29 marzo 2024 | 18:07
Sarà discussa nel prossimo consiglio comunale convocato per lunedì 8 aprile la mozione presentata dal gruppo consiliare del Pd inerente lo stato di salute del commercio spezzino. Un documento firmato da tutti i rappresentanti ‘dem’ del Parlamentino di Piazza Europa, il cui testo è stato anticipato alla stampa dai consiglieri Martina Giannetti,Marco Raffaelli e Andrea Montefiori. I consiglieri d’opposizione partono dallo stato dell’arte di un settore in grave difficoltà: “Alle restrizioni e chiusure conseguenti alla pandemia, sono poi susseguiti i rincari delle materie prime e delle fonti energetiche, che hanno causato l’innalzamento dei prezzi delle bollette e dei prodotti e dei servizi in generale. Si aggiunge ai fenomeni suddetti anche la crescita dell’e-commerce, che colpisce, tagliando fuori dal mercato, una parte consistente della nostra economia cittadina”, ricordano i consiglieri nell’introduzione, portando poi il tema sul parallelo con il comparto turistico, quello sì che invece sta vivendo un periodo particolarmente fulgido: “Da una decina di anni ad oggi, nella nostra città, un’economia in forte sviluppo è quella del turismo, la quale, al di là della parentesi dovuta al Covid, registra ogni anno numeri sempre più favorevoli.

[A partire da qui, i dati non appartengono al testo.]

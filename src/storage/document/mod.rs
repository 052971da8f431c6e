//! Collection-level document store.
//!
//! Documents are JSON objects keyed by `_id`. The trait exposes the handful
//! of operations the repository needs, including the nested array updates
//! used for embedded checkups. Every call touches a single document.

use crate::domain::model::{ObjectId, ID_FIELD};
use async_trait::async_trait;
use serde::de::DeserializeOwned;
use serde::Serialize;
use serde_json::Value as JsonValue;

pub mod memory;
pub mod postgres;

pub use memory::MemoryDocumentStore;
pub use postgres::PostgresDocumentStore;

pub type Document = serde_json::Map<String, JsonValue>;

#[derive(Debug, thiserror::Error)]
pub enum StoreError {
    #[error("database error: {0}")]
    Database(#[from] sqlx::Error),

    #[error("malformed document in '{collection}': {source}")]
    Malformed {
        collection: String,
        #[source]
        source: serde_json::Error,
    },

    #[error("malformed document in '{collection}': {reason}")]
    InvalidShape { collection: String, reason: String },
}

#[async_trait]
pub trait DocumentStore: Send + Sync {
    /// Round-trips to the backend.
    async fn ping(&self) -> Result<(), StoreError>;

    /// All documents of a collection, in insertion order.
    async fn find_all(&self, collection: &str) -> Result<Vec<Document>, StoreError>;

    async fn find_by_id(
        &self,
        collection: &str,
        id: &ObjectId,
    ) -> Result<Option<Document>, StoreError>;

    /// The document whose `array_field` holds an element with `_id == element_id`.
    async fn find_by_element(
        &self,
        collection: &str,
        array_field: &str,
        element_id: &ObjectId,
    ) -> Result<Option<Document>, StoreError>;

    /// Inserts a document. A missing `_id` is generated; returns the stored id.
    async fn insert(&self, collection: &str, document: Document) -> Result<ObjectId, StoreError>;

    /// Overwrites top-level fields. Returns false if no document matched.
    async fn set_fields(
        &self,
        collection: &str,
        id: &ObjectId,
        fields: Document,
    ) -> Result<bool, StoreError>;

    /// Appends to an array field, creating it if absent. Returns false if no
    /// document matched.
    async fn push_element(
        &self,
        collection: &str,
        id: &ObjectId,
        array_field: &str,
        element: Document,
    ) -> Result<bool, StoreError>;

    /// Positional update: merges `fields` into the array element with the
    /// given id. Returns the owner's id, or `None` if no element matched.
    async fn set_element_fields(
        &self,
        collection: &str,
        array_field: &str,
        element_id: &ObjectId,
        fields: Document,
    ) -> Result<Option<ObjectId>, StoreError>;

    /// Removes the array element with the given id. Returns the owner's id,
    /// or `None` if nothing was removed.
    async fn pull_element(
        &self,
        collection: &str,
        array_field: &str,
        element_id: &ObjectId,
    ) -> Result<Option<ObjectId>, StoreError>;

    /// Removes a document. Returns false if it did not exist.
    async fn delete(&self, collection: &str, id: &ObjectId) -> Result<bool, StoreError>;

    async fn count(&self, collection: &str) -> Result<u64, StoreError>;
}

/// Serializes a record into a document.
pub fn to_document<T: Serialize>(collection: &str, value: &T) -> Result<Document, StoreError> {
    match serde_json::to_value(value) {
        Ok(JsonValue::Object(map)) => Ok(map),
        Ok(other) => Err(StoreError::InvalidShape {
            collection: collection.to_string(),
            reason: format!("expected an object, got {}", other),
        }),
        Err(source) => Err(StoreError::Malformed {
            collection: collection.to_string(),
            source,
        }),
    }
}

/// Deserializes a stored document into a record.
pub fn from_document<T: DeserializeOwned>(
    collection: &str,
    document: Document,
) -> Result<T, StoreError> {
    serde_json::from_value(JsonValue::Object(document)).map_err(|source| StoreError::Malformed {
        collection: collection.to_string(),
        source,
    })
}

/// Reads the `_id` of a document or embedded element.
pub fn document_id(document: &Document) -> Option<ObjectId> {
    document
        .get(ID_FIELD)
        .and_then(|v| v.as_str())
        .and_then(|s| s.parse().ok())
}

/// Returns the document's id, assigning a fresh one if it has none.
pub(crate) fn ensure_id(collection: &str, document: &mut Document) -> Result<ObjectId, StoreError> {
    match document.get(ID_FIELD) {
        None => {
            let id = ObjectId::new();
            document.insert(ID_FIELD.to_string(), JsonValue::String(id.to_hex()));
            Ok(id)
        }
        Some(_) => document_id(document).ok_or_else(|| StoreError::InvalidShape {
            collection: collection.to_string(),
            reason: "`_id` is not an object id".to_string(),
        }),
    }
}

E infatti, da una parte numerose sono state le aperture di esercizi commerciali legati al settore della ristorazione e bar, soprattutto nel centro cittadino. D’altro canto, nel recente passato, stiamo assistendo alla chiusura di negozi commerciali “storici” della città, legati a molti settori dell’artigianato e del commercio al dettaglio, che hanno animato il centro ed alcune periferie. In alcuni casi molte periferie sono rimaste sprovviste di negozi che fornivano ai cittadini residenti prodotti e servizi, quantomeno di prima necessità (es: alimentari, panetterie, negozi di ortaggi e frutta”.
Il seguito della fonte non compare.